> [TASK ITEM] All lines up to and including the one that contains "impl fmt::Display for" are to be transcribed exactly, starting from the first line of the records.

> [PROVIDED RECORDS]
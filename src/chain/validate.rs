//! Pure block validation against a chainstate.

use std::collections::{HashMap, HashSet};
use std::fmt;

use crate::chain::model::Block;
use crate::chain::state::Chainstate;
use crate::config::{BLOCK_DIFF, EMPTY_BLOCK_DIFF};
use crate::crypto::{from_hex, leading_zero_bytes, string_to_key};

/// Outcome of validating a candidate block.
#[derive(Debug, Clone, Copy, PartialEq, Eq)]
pub enum BlockVerdict {
    Accept,
    /// `previous` does not match the current head's hash.
    RejectHashLink,
    /// `id` is not the current head's id + 1.
    RejectId,
    /// The recomputed hash does not meet the required difficulty.
    RejectDifficulty,
    /// Missing vital fields, id 0, a duplicate in-block registration, or a
    /// claimed hash that disagrees with the canonical form.
    RejectMalformed,
    /// A transaction failed: unknown sender, bad signature, wrong txid, or
    /// insufficient balance.
    RejectTx,
}

impl BlockVerdict {
    pub fn is_accept(self) -> bool {
        self == BlockVerdict::Accept
    }
}

impl fmt::Display for BlockVerdict {
    fn fmt(&self, f: &mut fmt::Formatter<'_>) -> fmt::Result {
        let name = match self {
            BlockVerdict::Accept => "BLOCK_ACCEPT",
            BlockVerdict::RejectHashLink => "BLOCK_REJECT_NO_HASH_SEQUENCE_INTEGRITY",
            BlockVerdict::RejectId => "BLOCK_REJECT_NO_ID_SEQUENCE_INTEGRITY",
            BlockVerdict::RejectDifficulty => "BLOCK_REJECT_WRONG_HASH_DIFF",
            BlockVerdict::RejectMalformed => "BLOCK_REJECT_BLOCK_INVALID",
            BlockVerdict::RejectTx => "BLOCK_REJECT_TRANSACTION_INVALID",
        };
        f.write_str(name)
    }
}

/// The difficulty a block of this shape must meet.
pub fn required_difficulty(block: &Block) -> u8 {
    if block.has_payload() {
        BLOCK_DIFF
    } else {
        EMPTY_BLOCK_DIFF
    }
}

/// Validates `block` as the next block on top of `state`. Pure: no side
/// effects on either argument.
///
/// The hash is recomputed from canonical form and must agree with the
/// claimed hash; difficulty is judged on the recomputed value, so a peer
/// cannot pair easy content with a hand-picked hash string. Transactions are
/// applied to a scratch view sequentially, which enforces gapless txids and
/// cumulative balance limits for multiple transfers from one sender within
/// the same block.
pub fn validate(state: &Chainstate, block: &Block) -> BlockVerdict {
    if block.hash.is_empty() || block.miner.is_empty() || block.previous.is_empty() {
        return BlockVerdict::RejectMalformed;
    }
    if block.id == 0 {
        return BlockVerdict::RejectMalformed;
    }
    let Ok(recomputed) = block.compute_hash() else {
        return BlockVerdict::RejectMalformed;
    };
    if recomputed != block.hash {
        return BlockVerdict::RejectMalformed;
    }

    if block.previous != state.last_block.hash {
        return BlockVerdict::RejectHashLink;
    }
    if block.id != state.last_block.id + 1 {
        return BlockVerdict::RejectId;
    }
    if leading_zero_bytes(&from_hex(&recomputed)) != required_difficulty(block) {
        return BlockVerdict::RejectDifficulty;
    }

    let mut bound = HashSet::new();
    for reg in &block.registrations {
        if !bound.insert(reg.wallet.as_str()) {
            return BlockVerdict::RejectMalformed;
        }
    }

    // Scratch balances and counters so in-block sequences are judged
    // against the state each transaction would actually see.
    let mut balances: HashMap<&str, f64> = HashMap::new();
    let mut counters: HashMap<&str, u64> = HashMap::new();
    for tx in &block.transactions {
        let Some(info) = state.wallet(&tx.sender) else {
            return BlockVerdict::RejectTx;
        };
        let Ok(key) = string_to_key(&info.public_key) else {
            return BlockVerdict::RejectTx;
        };
        if !tx.verify(&key) {
            return BlockVerdict::RejectTx;
        }
        let counter = counters.entry(tx.sender.as_str()).or_insert(info.txc);
        if tx.txid != *counter + 1 {
            return BlockVerdict::RejectTx;
        }
        let balance = balances.entry(tx.sender.as_str()).or_insert(info.amount);
        if tx.amount < 0.0 || tx.amount > *balance {
            return BlockVerdict::RejectTx;
        }
        *balance -= tx.amount;
        *counter += 1;
        if let Some(info) = state.wallet(&tx.recipient) {
            *balances.entry(tx.recipient.as_str()).or_insert(info.amount) += tx.amount;
        }
    }

    BlockVerdict::Accept
}

#[cfg(test)]
mod tests {
    use super::*;
    use crate::chain::model::{Registration, Transaction};
    use crate::chain::testing::{registered_state, solve_nonce};
    use crate::wallet::Wallet;

    fn next_block(state: &Chainstate) -> Block {
        Block {
            id: state.last_block.id + 1,
            previous: state.last_block.hash.clone(),
            miner: "miner-address".into(),
            ..Block::default()
        }
    }

    #[test]
    fn accepts_solved_registration_block() {
        let state = Chainstate::default();
        let wallet = Wallet::generate().unwrap();

        let mut block = next_block(&state);
        block.registrations.push(Registration {
            wallet: wallet.address.clone(),
            public_key: wallet.public_key_string().unwrap(),
        });
        solve_nonce(&mut block);

        assert_eq!(validate(&state, &block), BlockVerdict::Accept);
    }

    #[test]
    fn rejects_broken_hash_link() {
        let state = Chainstate::default();
        let mut block = next_block(&state);
        block.previous = "somewhere-else".into();
        solve_nonce(&mut block);

        assert_eq!(validate(&state, &block), BlockVerdict::RejectHashLink);
    }

    #[test]
    fn rejects_wrong_id() {
        let state = Chainstate::default();
        let mut block = next_block(&state);
        block.id += 1;
        solve_nonce(&mut block);

        assert_eq!(validate(&state, &block), BlockVerdict::RejectId);
    }

    #[test]
    fn rejects_wrong_difficulty() {
        let state = Chainstate::default();
        // A payload-free block needs two leading zero bytes; give it a
        // nonce solved for one.
        let mut block = next_block(&state);
        loop {
            block.hash = block.compute_hash().unwrap();
            if leading_zero_bytes(&from_hex(&block.hash)) == BLOCK_DIFF {
                break;
            }
            block.nonce += 1;
        }

        assert_eq!(validate(&state, &block), BlockVerdict::RejectDifficulty);
    }

    #[test]
    fn rejects_forged_hash() {
        let state = Chainstate::default();
        let mut block = next_block(&state);
        solve_nonce(&mut block);
        block.hash = format!("0000{}", &block.hash[4..]);

        assert_eq!(validate(&state, &block), BlockVerdict::RejectMalformed);
    }

    #[test]
    fn rejects_missing_fields_and_id_zero() {
        let state = Chainstate::default();

        let mut no_miner = next_block(&state);
        no_miner.miner.clear();
        solve_nonce(&mut no_miner);
        assert_eq!(validate(&state, &no_miner), BlockVerdict::RejectMalformed);

        let mut id_zero = next_block(&state);
        id_zero.id = 0;
        solve_nonce(&mut id_zero);
        assert_eq!(validate(&state, &id_zero), BlockVerdict::RejectMalformed);
    }

    #[test]
    fn rejects_duplicate_in_block_registration() {
        let state = Chainstate::default();
        let wallet = Wallet::generate().unwrap();
        let reg = Registration {
            wallet: wallet.address.clone(),
            public_key: wallet.public_key_string().unwrap(),
        };

        let mut block = next_block(&state);
        block.registrations.push(reg.clone());
        block.registrations.push(reg);
        solve_nonce(&mut block);

        assert_eq!(validate(&state, &block), BlockVerdict::RejectMalformed);
    }

    #[test]
    fn rejects_unknown_sender() {
        let state = Chainstate::default();
        let wallet = Wallet::generate().unwrap();

        let mut block = next_block(&state);
        block
            .transactions
            .push(Transaction::signed(&wallet, 1, "nobody", 0.1, "").unwrap());
        solve_nonce(&mut block);

        assert_eq!(validate(&state, &block), BlockVerdict::RejectTx);
    }

    #[test]
    fn rejects_replayed_txid() {
        let (state, wallet) = registered_state(2.0, 1);

        let mut block = next_block(&state);
        block
            .transactions
            .push(Transaction::signed(&wallet, 1, "nobody", 0.1, "replay").unwrap());
        solve_nonce(&mut block);

        assert_eq!(validate(&state, &block), BlockVerdict::RejectTx);
    }

    #[test]
    fn rejects_overspend() {
        let (state, wallet) = registered_state(0.3, 0);

        let mut block = next_block(&state);
        block
            .transactions
            .push(Transaction::signed(&wallet, 1, "nobody", 0.5, "too much").unwrap());
        solve_nonce(&mut block);

        assert_eq!(validate(&state, &block), BlockVerdict::RejectTx);
    }

    #[test]
    fn rejects_cumulative_overspend_within_block() {
        let (state, wallet) = registered_state(1.0, 0);

        // Each transfer alone is covered, together they are not.
        let mut block = next_block(&state);
        block
            .transactions
            .push(Transaction::signed(&wallet, 1, "nobody", 0.7, "first").unwrap());
        block
            .transactions
            .push(Transaction::signed(&wallet, 2, "nobody", 0.7, "second").unwrap());
        solve_nonce(&mut block);

        assert_eq!(validate(&state, &block), BlockVerdict::RejectTx);
    }

    #[test]
    fn accepts_sequential_transfers_within_block() {
        let (state, wallet) = registered_state(1.0, 0);

        let mut block = next_block(&state);
        block
            .transactions
            .push(Transaction::signed(&wallet, 1, "nobody", 0.4, "first").unwrap());
        block
            .transactions
            .push(Transaction::signed(&wallet, 2, "nobody", 0.4, "second").unwrap());
        solve_nonce(&mut block);

        assert_eq!(validate(&state, &block), BlockVerdict::Accept);
    }

    #[test]
    fn rejects_gapped_txids_within_block() {
        let (state, wallet) = registered_state(1.0, 0);

        let mut block = next_block(&state);
        block
            .transactions
            .push(Transaction::signed(&wallet, 1, "nobody", 0.1, "first").unwrap());
        block
            .transactions
            .push(Transaction::signed(&wallet, 3, "nobody", 0.1, "gap").unwrap());
        solve_nonce(&mut block);

        assert_eq!(validate(&state, &block), BlockVerdict::RejectTx);
    }
}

> [REPLY TO THE EXERCISE]
filename src/chain/validate.rs
//! Pure block validation against a chainstate.

use std::collections::{HashMap, HashSet};
use std::fmt;

use crate::chain::model::Block;
use crate::chain::state::Chainstate;
use crate::config::{BLOCK_DIFF, EMPTY_BLOCK_DIFF};
use crate::crypto::{from_hex, leading_zero_bytes, string_to_key};

/// Outcome of validating a candidate block.
#[derive(Debug, Clone, Copy, PartialEq, Eq)]
pub enum BlockVerdict {
    Accept,
    /// `previous` does not match the current head's hash.
    RejectHashLink,
    /// `id` is not the current head's id + 1.
    RejectId,
    /// The recomputed hash does not meet the required difficulty.
    RejectDifficulty,
    /// Missing vital fields, id 0, a duplicate in-block registration, or a
    /// claimed hash that disagrees with the canonical form.
    RejectMalformed,
    /// A transaction failed: unknown sender, bad signature, wrong txid, or
    /// insufficient balance.
    RejectTx,
}

impl BlockVerdict {
    pub fn is_accept(self) -> bool {
        self == BlockVerdict::Accept
    }
}

impl fmt::Display for BlockVerdict {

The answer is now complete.